**Work required**: The lines of the records that include "array" should all be copied.

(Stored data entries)
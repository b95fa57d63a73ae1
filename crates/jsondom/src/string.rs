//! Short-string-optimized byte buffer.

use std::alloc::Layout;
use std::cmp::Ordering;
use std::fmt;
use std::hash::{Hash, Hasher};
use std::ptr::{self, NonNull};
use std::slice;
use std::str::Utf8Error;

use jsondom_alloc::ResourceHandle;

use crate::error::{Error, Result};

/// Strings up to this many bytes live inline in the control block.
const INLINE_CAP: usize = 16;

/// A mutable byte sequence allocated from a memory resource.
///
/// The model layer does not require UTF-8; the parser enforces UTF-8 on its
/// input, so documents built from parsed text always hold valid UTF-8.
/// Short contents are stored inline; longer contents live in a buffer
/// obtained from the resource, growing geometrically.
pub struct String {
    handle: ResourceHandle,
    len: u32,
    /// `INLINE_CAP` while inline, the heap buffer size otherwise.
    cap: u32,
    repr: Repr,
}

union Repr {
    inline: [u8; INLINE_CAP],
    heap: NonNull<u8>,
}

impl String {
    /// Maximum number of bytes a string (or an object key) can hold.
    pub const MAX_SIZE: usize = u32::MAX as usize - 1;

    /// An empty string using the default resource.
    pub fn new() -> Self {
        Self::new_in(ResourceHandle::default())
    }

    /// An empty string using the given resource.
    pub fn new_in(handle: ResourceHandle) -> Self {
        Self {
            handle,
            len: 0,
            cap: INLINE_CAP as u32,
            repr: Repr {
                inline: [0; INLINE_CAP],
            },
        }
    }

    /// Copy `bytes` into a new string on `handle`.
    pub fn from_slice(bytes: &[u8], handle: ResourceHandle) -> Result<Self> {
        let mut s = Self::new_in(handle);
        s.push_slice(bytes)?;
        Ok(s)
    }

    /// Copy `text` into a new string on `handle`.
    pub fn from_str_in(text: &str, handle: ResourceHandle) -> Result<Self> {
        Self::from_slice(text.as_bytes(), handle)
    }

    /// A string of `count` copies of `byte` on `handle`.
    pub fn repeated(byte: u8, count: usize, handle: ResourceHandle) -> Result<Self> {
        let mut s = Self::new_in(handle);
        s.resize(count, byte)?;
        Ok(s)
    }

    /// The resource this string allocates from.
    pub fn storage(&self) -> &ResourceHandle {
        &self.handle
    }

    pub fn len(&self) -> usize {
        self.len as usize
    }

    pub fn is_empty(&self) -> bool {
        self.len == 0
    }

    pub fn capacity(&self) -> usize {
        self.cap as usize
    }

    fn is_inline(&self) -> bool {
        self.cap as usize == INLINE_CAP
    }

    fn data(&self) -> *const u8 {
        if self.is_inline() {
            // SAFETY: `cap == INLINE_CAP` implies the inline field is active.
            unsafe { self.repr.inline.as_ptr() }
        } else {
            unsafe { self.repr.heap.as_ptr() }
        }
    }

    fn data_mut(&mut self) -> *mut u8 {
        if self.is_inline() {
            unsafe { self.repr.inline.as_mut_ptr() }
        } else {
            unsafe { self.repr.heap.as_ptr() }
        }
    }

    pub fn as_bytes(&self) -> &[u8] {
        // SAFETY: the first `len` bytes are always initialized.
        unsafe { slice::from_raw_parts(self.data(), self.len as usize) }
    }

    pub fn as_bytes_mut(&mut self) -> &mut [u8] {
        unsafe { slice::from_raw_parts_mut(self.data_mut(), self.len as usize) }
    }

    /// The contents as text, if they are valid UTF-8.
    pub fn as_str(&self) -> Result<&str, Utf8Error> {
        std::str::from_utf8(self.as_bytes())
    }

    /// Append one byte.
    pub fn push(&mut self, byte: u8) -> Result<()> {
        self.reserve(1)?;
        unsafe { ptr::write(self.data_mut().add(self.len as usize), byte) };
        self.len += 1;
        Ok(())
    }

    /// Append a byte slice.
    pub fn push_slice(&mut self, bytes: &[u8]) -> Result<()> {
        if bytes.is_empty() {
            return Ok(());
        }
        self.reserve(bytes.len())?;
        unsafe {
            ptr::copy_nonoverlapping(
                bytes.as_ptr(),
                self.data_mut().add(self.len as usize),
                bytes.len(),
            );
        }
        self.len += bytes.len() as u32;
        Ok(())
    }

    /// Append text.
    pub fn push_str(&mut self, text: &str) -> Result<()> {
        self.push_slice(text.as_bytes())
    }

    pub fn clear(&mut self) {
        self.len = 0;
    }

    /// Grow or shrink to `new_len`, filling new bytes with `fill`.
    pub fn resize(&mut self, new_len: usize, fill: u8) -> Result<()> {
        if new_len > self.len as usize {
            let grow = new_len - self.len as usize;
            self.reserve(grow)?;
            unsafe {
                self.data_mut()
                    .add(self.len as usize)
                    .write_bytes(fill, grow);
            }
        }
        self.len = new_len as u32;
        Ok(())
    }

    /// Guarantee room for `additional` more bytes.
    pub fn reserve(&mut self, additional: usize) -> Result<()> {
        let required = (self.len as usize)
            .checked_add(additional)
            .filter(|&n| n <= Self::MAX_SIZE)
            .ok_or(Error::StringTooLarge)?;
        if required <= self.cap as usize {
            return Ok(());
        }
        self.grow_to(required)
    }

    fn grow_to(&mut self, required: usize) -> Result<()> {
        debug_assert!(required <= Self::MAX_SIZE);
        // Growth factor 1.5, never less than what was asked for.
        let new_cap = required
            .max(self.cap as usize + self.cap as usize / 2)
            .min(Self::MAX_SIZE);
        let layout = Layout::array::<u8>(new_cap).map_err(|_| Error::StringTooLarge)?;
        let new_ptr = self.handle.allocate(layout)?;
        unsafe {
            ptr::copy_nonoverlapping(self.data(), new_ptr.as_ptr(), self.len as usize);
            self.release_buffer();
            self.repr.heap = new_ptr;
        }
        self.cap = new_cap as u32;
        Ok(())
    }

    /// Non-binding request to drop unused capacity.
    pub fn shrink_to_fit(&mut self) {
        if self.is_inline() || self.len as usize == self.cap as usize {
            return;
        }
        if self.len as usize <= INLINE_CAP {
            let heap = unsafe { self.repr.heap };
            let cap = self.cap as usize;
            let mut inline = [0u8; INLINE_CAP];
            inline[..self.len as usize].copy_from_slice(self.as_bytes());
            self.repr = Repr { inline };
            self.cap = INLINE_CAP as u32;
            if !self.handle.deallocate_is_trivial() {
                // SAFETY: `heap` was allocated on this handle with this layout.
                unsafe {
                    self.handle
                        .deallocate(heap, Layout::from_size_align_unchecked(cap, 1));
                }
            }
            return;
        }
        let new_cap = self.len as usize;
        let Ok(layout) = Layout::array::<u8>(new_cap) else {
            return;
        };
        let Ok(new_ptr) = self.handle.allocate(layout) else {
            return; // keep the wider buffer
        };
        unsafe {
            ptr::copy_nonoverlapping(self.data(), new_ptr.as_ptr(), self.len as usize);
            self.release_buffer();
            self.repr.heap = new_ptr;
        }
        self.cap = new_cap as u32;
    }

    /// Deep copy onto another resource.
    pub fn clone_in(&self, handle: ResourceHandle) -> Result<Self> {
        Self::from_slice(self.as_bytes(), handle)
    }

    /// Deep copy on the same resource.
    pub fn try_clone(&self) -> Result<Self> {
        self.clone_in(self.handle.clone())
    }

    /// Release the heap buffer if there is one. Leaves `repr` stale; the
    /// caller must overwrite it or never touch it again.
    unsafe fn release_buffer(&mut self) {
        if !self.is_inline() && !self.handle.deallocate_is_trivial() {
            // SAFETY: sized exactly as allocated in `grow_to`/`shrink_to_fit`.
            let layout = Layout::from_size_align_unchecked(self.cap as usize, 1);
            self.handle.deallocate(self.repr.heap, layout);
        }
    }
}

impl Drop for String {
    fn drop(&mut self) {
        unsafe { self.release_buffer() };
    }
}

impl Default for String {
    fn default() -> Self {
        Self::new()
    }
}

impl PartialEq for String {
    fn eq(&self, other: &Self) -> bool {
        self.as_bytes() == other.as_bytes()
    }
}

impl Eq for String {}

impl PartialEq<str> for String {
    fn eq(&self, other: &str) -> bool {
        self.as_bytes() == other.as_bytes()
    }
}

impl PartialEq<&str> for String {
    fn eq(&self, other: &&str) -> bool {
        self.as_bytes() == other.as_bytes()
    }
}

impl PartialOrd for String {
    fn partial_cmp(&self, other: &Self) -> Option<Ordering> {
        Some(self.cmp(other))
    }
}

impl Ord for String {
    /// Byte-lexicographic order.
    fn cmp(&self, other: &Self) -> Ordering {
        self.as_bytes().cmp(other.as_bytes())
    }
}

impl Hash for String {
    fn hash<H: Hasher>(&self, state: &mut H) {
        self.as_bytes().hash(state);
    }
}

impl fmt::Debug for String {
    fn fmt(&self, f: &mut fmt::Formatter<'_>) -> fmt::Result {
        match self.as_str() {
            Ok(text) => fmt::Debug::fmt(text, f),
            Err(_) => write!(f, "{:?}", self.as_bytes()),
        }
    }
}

**Your response**:
        let layout = Layout::array::<u8>(new_cap).map_err(|_| Error::StringTooLarge)?;
        let Ok(layout) = Layout::array::<u8>(new_cap) else {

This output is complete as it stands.